I can understand why a hand-made suit is expensive, likewise a top end guitar, or hi-fi. I get it. I can even understand why some watches or cars are expensive, even though at their heart they are simply functional pieces of equipment. All of these are luxury because of the craftsmanship and quality of materials that goes into their production.
Whisky, I’d argue, isn’t like that. It may use luxury codes, but the barley used isn’t more expensive (the irony being that whiskies made from rare barleys are less expensive). The equipment isn’t made to a higher standard, the stills aren’t made of gold, the casks aren’t made from trees growing in a magical forest or hewn or coopered differently. The whisky is luxury because someone (in most cases the producer) has suddenly decreed it to be so.
Every distillery can spin a luxury story – that’s the truth lying at the heart of single malt: this place, this flavour, these people. So why are some deemed to be luxury and others aren’t? Either because the market decides, or it just believes what it is told.
Whisky is less in alignment with bespoke tailoring therefore, and closer instead to the contemporary art market. Just as contemporary art works are rarely on gallery walls or on show in their owners’ houses – instead lurking in Swiss storage vaults waiting to be flipped to the next schmuck – so the bulk of luxury whisky will never be consumed.
Orlando Whitfield’s book, ’All That Glitters’ is a memoir of his dalliance with the world of modern art… and high level fraud. Recalling the moment when he started to become disillusioned about the prices being asked for mediocre pieces, he writes,
‘They were not artworks that asked questions (expect perhaps for ‘How much am I worth?’), and nor did they attempt to answer any. They were just assets, bearer bonds to be exchanged for money with the richest fool… the transubstantiation of art and greed into money’
Now, replace ‘artwork’ with ‘whisky’…
Hang on Dave, you say, just the other day you were raving about the Hibiki 40-year-old which is hardly cheap. What about that 1959 Glenlivet from G&M you wrote about a while back? Fair points, but here’s the difference.
I can understand a high price being asked for a rare single cask or blend, a super-aged whisky, the last offerings from a silenced distillery, because they are all driven (or should be driven) by the inherent quality of the liquid and the fact it is finite. They can be seen as luxury, but they’re the exceptions, not the rule.
How many whiskies purporting to be luxury are closer to Whitfield’s mediocre art? Is their luxuriousness more to do with the pack, and the often dubious histories spun around them, the liberal (mis)use of the term ‘innovation’? They appear with the frequency of artworks from a Damien Hirst-esque production line. They dazzle, but they are all surface gloss. What of the liquid inside? That, too often, appears to be secondary. Their story is woven from the same threads as the Emperor’s new clothes.

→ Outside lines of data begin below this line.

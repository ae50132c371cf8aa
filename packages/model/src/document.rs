//! # Persisted Page Document
//!
//! Route path → [`PageBucket`]. Each bucket keeps one tree per viewport class
//! plus page metadata. The editor reads and writes one tree at a time; how
//! the document is stored is up to the caller.

use std::collections::BTreeMap;
use std::fmt;
use std::str::FromStr;

use serde::{Deserialize, Serialize};

use crate::error::{ModelError, ModelResult};
use crate::node::Tree;
use crate::normalize::{normalize, sync_flags};
use crate::registry::ComponentRegistry;

#[derive(Debug, Clone, Copy, PartialEq, Eq, Hash, PartialOrd, Ord, Serialize, Deserialize)]
#[serde(rename_all = "lowercase")]
pub enum Viewport {
    Desktop,
    Tablet,
    Mobile,
}

impl Viewport {
    pub const ALL: [Viewport; 3] = [Viewport::Desktop, Viewport::Tablet, Viewport::Mobile];

    pub fn as_str(&self) -> &'static str {
        match self {
            Viewport::Desktop => "desktop",
            Viewport::Tablet => "tablet",
            Viewport::Mobile => "mobile",
        }
    }
}

impl fmt::Display for Viewport {
    fn fmt(&self, f: &mut fmt::Formatter<'_>) -> fmt::Result {
        f.write_str(self.as_str())
    }
}

impl FromStr for Viewport {
    type Err = String;

    fn from_str(s: &str) -> Result<Self, Self::Err> {
        match s {
            "desktop" => Ok(Viewport::Desktop),
            "tablet" => Ok(Viewport::Tablet),
            "mobile" => Ok(Viewport::Mobile),
            other => Err(format!(
                "Invalid viewport: {}. Use: desktop, tablet, or mobile",
                other
            )),
        }
    }
}

#[derive(Debug, Clone, PartialEq, Default, Serialize, Deserialize)]
pub struct ViewportTrees {
    #[serde(default)]
    pub desktop: Tree,
    #[serde(default)]
    pub tablet: Tree,
    #[serde(default)]
    pub mobile: Tree,
}

impl ViewportTrees {
    pub fn get(&self, viewport: Viewport) -> &Tree {
        match viewport {
            Viewport::Desktop => &self.desktop,
            Viewport::Tablet => &self.tablet,
            Viewport::Mobile => &self.mobile,
        }
    }

    pub fn get_mut(&mut self, viewport: Viewport) -> &mut Tree {
        match viewport {
            Viewport::Desktop => &mut self.desktop,
            Viewport::Tablet => &mut self.tablet,
            Viewport::Mobile => &mut self.mobile,
        }
    }
}

#[derive(Debug, Clone, PartialEq, Default, Serialize, Deserialize)]
#[serde(rename_all = "camelCase")]
pub struct PageMetadata {
    #[serde(default)]
    pub title: String,
    #[serde(default)]
    pub description: String,
    #[serde(default)]
    pub keywords: Vec<String>,
    #[serde(default, skip_serializing_if = "Option::is_none")]
    pub icon: Option<String>,
}

#[derive(Debug, Clone, PartialEq, Default, Serialize, Deserialize)]
pub struct PageBucket {
    #[serde(default)]
    pub trees: ViewportTrees,
    #[serde(default)]
    pub metadata: PageMetadata,
}

#[derive(Debug, Clone, PartialEq, Default, Serialize, Deserialize)]
pub struct PageDocument {
    #[serde(default)]
    pub pages: BTreeMap<String, PageBucket>,
}

impl PageDocument {
    pub fn new() -> Self {
        Self::default()
    }

    pub fn from_json(source: &str) -> ModelResult<Self> {
        Ok(serde_json::from_str(source)?)
    }

    pub fn to_json(&self) -> ModelResult<String> {
        Ok(serde_json::to_string_pretty(self)?)
    }

    /// Add an empty page, keeping any existing bucket at `route`
    pub fn add_page(&mut self, route: impl Into<String>, metadata: PageMetadata) -> &mut PageBucket {
        self.pages.entry(route.into()).or_insert_with(|| PageBucket {
            trees: ViewportTrees::default(),
            metadata,
        })
    }

    pub fn page(&self, route: &str) -> ModelResult<&PageBucket> {
        self.pages
            .get(route)
            .ok_or_else(|| ModelError::RouteNotFound(route.to_string()))
    }

    pub fn tree(&self, route: &str, viewport: Viewport) -> ModelResult<&Tree> {
        Ok(self.page(route)?.trees.get(viewport))
    }

    /// Replace one bucket entry
    pub fn set_tree(&mut self, route: &str, viewport: Viewport, tree: Tree) -> ModelResult<()> {
        let bucket = self
            .pages
            .get_mut(route)
            .ok_or_else(|| ModelError::RouteNotFound(route.to_string()))?;
        *bucket.trees.get_mut(viewport) = tree;
        Ok(())
    }

    /// Bring every tree into canonical form with flags synced from the
    /// registry; returns how many changed
    pub fn normalize_all(&mut self, registry: &ComponentRegistry) -> usize {
        let mut changed = 0;
        for bucket in self.pages.values_mut() {
            for viewport in Viewport::ALL {
                let tree = bucket.trees.get_mut(viewport);
                let normalized = normalize(&sync_flags(tree, registry), registry);
                if normalized != *tree {
                    *tree = normalized;
                    changed += 1;
                }
            }
        }
        changed
    }
}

We are caught in a luxury arms race with distillers trying to outdo each other in terms of age, pack, and bottle shape. Prices can be apparently be justified through contrived associations with another luxury brand, a chef, designer, or car manufacturer (drinking and driving? Not a problem when you have a chauffeur). All of these are luxury cues. All of these are, or can be, distractions. Don’t bother tasting it, just luxuriate in the aura.
There’s a scene in the panto of Peter Pan when Tinkerbell’s light is dwindling. She’s dying. Peter asks the audience if they believe in fairies, and if so could they shout that they do. Of course the audience obliges and Tinkerbell’s light gets stronger. She lives because we all believe. Pseudo-luxury whisky’s light will shine until people simply don’t believe in it any more.
’..we were engaged in a collective act of self-delusion,’ writes Whitfield. ‘deliberately choosing not to question whether these things are worth these enormous sums of money… The money that has been injected into the contemporary market can only ever be seen as speculative… because …trading artwork is always trading futures in the hope that fashion will dictate their continuing rise in value; necessity, that keystone of economic forces, does not apply.’
Play the game if you want, but like art, auction prices for luxury whisky are sliding, so be prepared. Tinkerbell’s light can go out. People can stop believing in fairies.